What you have to do: Read through the listing below and copy each line in which the word "Option" occurs.

Study material:
mod hud;

use engine::{
    screen_to_world, Camera2D, DrawList, DrawSpace, InputAction, InputSnapshot, Scene,
    SceneCommand, Vec2, Viewport,
};
use tracing::{debug, info};

use crate::sim::{Outcome, Pose, Rect, SimEvent, TickInput, World};

const CLEAR_COLOR: [u8; 4] = [22, 24, 34, 255];
const SOLID_TILE_COLOR: [u8; 4] = [70, 78, 96, 255];
const SOLID_TILE_EDGE_COLOR: [u8; 4] = [96, 106, 128, 255];
const BOOSTED_TILE_COLOR: [u8; 4] = [60, 200, 140, 90];

/// Drives one boss encounter: turns engine input into simulation input, steps
/// the world and turns its poses back into draw commands.
pub(crate) struct GameplayScene {
    world: World,
    camera: Camera2D,
    viewport: Viewport,
}

impl GameplayScene {
    pub(crate) fn new(world: World, viewport: Viewport) -> Self {
        let mut scene = Self {
            world,
            camera: Camera2D::default(),
            viewport,
        };
        scene.follow_player();
        scene
    }

    fn tick_input(&self, input: &InputSnapshot) -> TickInput {
        let ranged = input.right_mouse_down();
        let aim = if ranged {
            input
                .cursor_position_px()
                .map(|cursor| screen_to_world(cursor, &self.camera))
        } else {
            None
        };
        TickInput {
            left: input.is_down(InputAction::MoveLeft),
            right: input.is_down(InputAction::MoveRight),
            up: input.is_down(InputAction::MoveUp),
            down: input.is_down(InputAction::MoveDown),
            jump: input.is_down(InputAction::Jump),
            dash: input.is_down(InputAction::Dash),
            melee: input.is_down(InputAction::Melee),
            ranged,
            aim,
        }
    }

    fn follow_player(&mut self) {
        let target = self.world.player().body.hitbox.center();
        let bounds = self.world.level().tiles.bounds();
        self.camera.follow(
            target,
            self.viewport,
            Vec2::new(bounds.right(), bounds.bottom()),
        );
    }

    fn view_rect(&self) -> Rect {
        Rect::new(
            self.camera.position.x,
            self.camera.position.y,
            self.viewport.width as f32,
            self.viewport.height as f32,
        )
    }

    fn draw_tiles(&self, draw_list: &mut DrawList) {
        let view = self.view_rect();
        let tiles = &self.world.level().tiles;
        for tile in tiles.solids().iter().filter(|tile| tile.overlaps(&view)) {
            let position = Vec2::new(tile.x, tile.y);
            let size = Vec2::new(tile.width, tile.height);
            draw_list.rect(position, size, SOLID_TILE_COLOR, DrawSpace::World);
            draw_list.outline(position, size, SOLID_TILE_EDGE_COLOR, DrawSpace::World);
        }
        for region in tiles
            .boosted_regions()
            .iter()
            .filter(|region| region.overlaps(&view))
        {
            draw_list.rect(
                Vec2::new(region.x, region.y),
                Vec2::new(region.width, region.height),
                BOOSTED_TILE_COLOR,
                DrawSpace::World,
            );
        }
    }
}

fn draw_pose(draw_list: &mut DrawList, pose: Option<Pose>) {
    let Some(pose) = pose.filter(|pose| pose.visible) else {
        return;
    };
    let rect = pose.sprite_rect;
    draw_list.sprite(
        pose.sprite_key(),
        Vec2::new(rect.x, rect.y),
        Vec2::new(rect.width, rect.height),
        pose.facing.flips_sprite(),
        pose.flash,
    );
}

fn log_event(event: &SimEvent, tick: u64) {
    match event {
        SimEvent::LevelUp { level } => info!(tick, level, "player_level_up"),
        SimEvent::PhaseChanged { phase } => debug!(tick, phase = ?phase, "boss_phase_changed"),
        other => debug!(tick, event = ?other, "sim_event"),
    }
}

impl Scene for GameplayScene {
    fn load(&mut self) {
        self.follow_player();
        let bounds = self.world.level().tiles.bounds();
        info!(
            level_width = bounds.width,
            level_height = bounds.height,
            solid_tiles = self.world.level().tiles.solids().len(),
            "arena_loaded"
        );
    }

    fn update(&mut self, _fixed_dt_seconds: f32, input: &InputSnapshot) -> SceneCommand {
        self.viewport = input.viewport();
        if self.world.outcome().is_some() {
            if input.was_pressed(InputAction::Restart) {
                self.world.restart();
                self.follow_player();
            }
            return SceneCommand::None;
        }

        let tick_input = self.tick_input(input);
        let tick = self.world.tick_count() + 1;
        for event in self.world.tick(&tick_input) {
            log_event(event, tick);
        }
        self.follow_player();
        SceneCommand::None
    }

    fn render(&self, draw_list: &mut DrawList) {
        draw_list.set_clear_color(CLEAR_COLOR);
        draw_list.set_camera(self.camera);
        self.draw_tiles(draw_list);

        let poses = self.world.poses();
        draw_pose(draw_list, poses.boss);
        draw_pose(draw_list, poses.player);
        draw_pose(draw_list, poses.attack);

        hud::draw_hud(draw_list, &self.world, self.viewport);
    }

    fn unload(&mut self) {
        info!(
            ticks = self.world.tick_count(),
            score = self.world.player().score,
            "arena_unloaded"
        );
    }

    fn debug_title(&self) -> Option<String> {
        self.world.outcome().map(|outcome| match outcome {
            Outcome::Victory => "Floioide - Victory".to_string(),
            Outcome::Defeat => "Floioide - Defeated".to_string(),
        })
    }

    fn debug_lines(&self) -> Vec<String> {
        let player = self.world.player();
        let boss = self.world.boss();
        let hitbox = player.body.hitbox;
        let cell = self.world.level().tiles.cell_size();
        vec![
            format!("pos: {:.1}, {:.1}", hitbox.x, hitbox.y),
            format!(
                "tile: {}, {}",
                (hitbox.center().x / cell).floor() as i32,
                (hitbox.bottom() / cell).floor() as i32
            ),
            format!(
                "on_ground: {} on_wall: {}",
                player.body.on_ground, player.body.on_wall
            ),
            format!("state: {:?} attacking: {}", player.state(), player.is_attacking()),
            format!("dash cd: {}", player.dash_cooldown),
            format!("boss: {:?} hp {}/{}", boss.phase, boss.hp, boss.max_hp),
            format!("tick: {}", self.world.tick_count()),
        ]
    }
}

#[cfg(test)]
mod tests {
    use engine::DrawCommand;

    use super::*;
    use crate::app::arena::build_arena;
    use crate::sim::{Level, MaskLibrary, Tuning};

    const VIEW: Viewport = Viewport {
        width: 800,
        height: 600,
    };

    /// Player spawns inside the boss, so contact lands on the first tick.
    const TOUCHING: [&str; 10] = [
        "....................",
        "....................",
        "....................",
        "....................",
        "....................",
        "....................",
        "....................",
        "....................",
        ".......PB...........",
        "####################",
    ];

    fn arena_scene() -> GameplayScene {
        let tuning = Tuning::default();
        let level = build_arena(tuning.physics.tile_size);
        GameplayScene::new(World::new(tuning, level, MaskLibrary::new()), VIEW)
    }

    fn touching_scene() -> GameplayScene {
        let mut tuning = Tuning::default();
        tuning.player.max_hp = 1;
        let level = Level::from_rows(&TOUCHING, 32.0);
        GameplayScene::new(World::new(tuning, level, MaskLibrary::new()), VIEW)
    }

    fn idle_input() -> InputSnapshot {
        InputSnapshot::empty().with_viewport(VIEW)
    }

    #[test]
    fn held_actions_map_to_tick_input() {
        let scene = arena_scene();
        let input = idle_input()
            .with_action_down(InputAction::MoveLeft, true)
            .with_action_down(InputAction::Jump, true)
            .with_action_down(InputAction::Melee, true);

        let tick_input = scene.tick_input(&input);

        assert!(tick_input.left && tick_input.jump && tick_input.melee);
        assert!(!tick_input.right && !tick_input.dash && !tick_input.ranged);
        assert_eq!(tick_input.aim, None);
    }

    #[test]
    fn right_mouse_aims_at_cursor_in_world_space() {
        let mut scene = arena_scene();
        scene.camera.position = Vec2::new(100.0, 50.0);
        let cursor = Some(Vec2::new(10.0, 20.0));

        let aiming = idle_input()
            .with_cursor_position_px(cursor)
            .with_right_mouse_down(true);
        let tick_input = scene.tick_input(&aiming);
        assert!(tick_input.ranged);
        assert_eq!(tick_input.aim, Some(Vec2::new(110.0, 70.0)));

        let hovering = idle_input().with_cursor_position_px(cursor);
        let tick_input = scene.tick_input(&hovering);
        assert!(!tick_input.ranged);
        assert_eq!(tick_input.aim, None);
    }

    #[test]
    fn camera_stays_inside_arena() {
        let mut scene = arena_scene();
        scene.update(1.0 / 60.0, &idle_input());
        // The spawn sits in the bottom-left corner of a 1536x640 arena.
        assert_eq!(scene.camera.position, Vec2::new(0.0, 40.0));
    }

    #[test]
    fn restart_is_ignored_while_fighting() {
        let mut scene = arena_scene();
        let restart = idle_input().with_action_down(InputAction::Restart, true);
        scene.update(1.0 / 60.0, &restart);
        scene.update(1.0 / 60.0, &restart);
        assert_eq!(scene.world.tick_count(), 2);
    }

    #[test]
    fn restart_after_defeat_resets_the_world() {
        let mut scene = touching_scene();
        scene.update(1.0 / 60.0, &idle_input());
        assert_eq!(scene.world.outcome(), Some(Outcome::Defeat));
        assert!(scene.debug_title().is_some());

        scene.update(1.0 / 60.0, &idle_input());
        assert_eq!(scene.world.outcome(), Some(Outcome::Defeat));

        let restart = idle_input().with_action_down(InputAction::Restart, true);
        scene.update(1.0 / 60.0, &restart);
        assert_eq!(scene.world.outcome(), None);
        assert_eq!(scene.world.tick_count(), 0);
        assert_eq!(scene.world.player().hp, 1);
    }

    #[test]
    fn render_draws_tiles_actors_and_hud() {
        let scene = arena_scene();
        let mut draw_list = DrawList::new();
        scene.render(&mut draw_list);

        let sprite_keys: Vec<&str> = draw_list
            .commands()
            .iter()
            .filter_map(|command| match command {
                DrawCommand::Sprite { key, .. } => Some(key.as_str()),
                _ => None,
            })
            .collect();
        assert_eq!(sprite_keys.len(), 2);
        assert!(sprite_keys[0].starts_with("boss/"));
        assert!(sprite_keys[1].starts_with("player/"));
        assert!(draw_list.commands().iter().any(|command| matches!(
            command,
            DrawCommand::Rect {
                color: SOLID_TILE_COLOR,
                space: DrawSpace::World,
                ..
            }
        )));
        assert!(draw_list
            .commands()
            .iter()
            .any(|command| matches!(command, DrawCommand::Text { .. })));
        assert_eq!(draw_list.clear_color(), CLEAR_COLOR);
    }

    #[test]
    fn debug_lines_report_contact_flags() {
        let scene = arena_scene();
        let lines = scene.debug_lines();
        assert!(lines.iter().any(|line| line.starts_with("on_ground:")));
        assert!(lines.iter().any(|line| line.starts_with("dash cd:")));
        assert!(lines.iter().any(|line| line.starts_with("boss:")));
    }
}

Answer to the problem:
fn draw_pose(draw_list: &mut DrawList, pose: Option<Pose>) {
    fn debug_title(&self) -> Option<String> {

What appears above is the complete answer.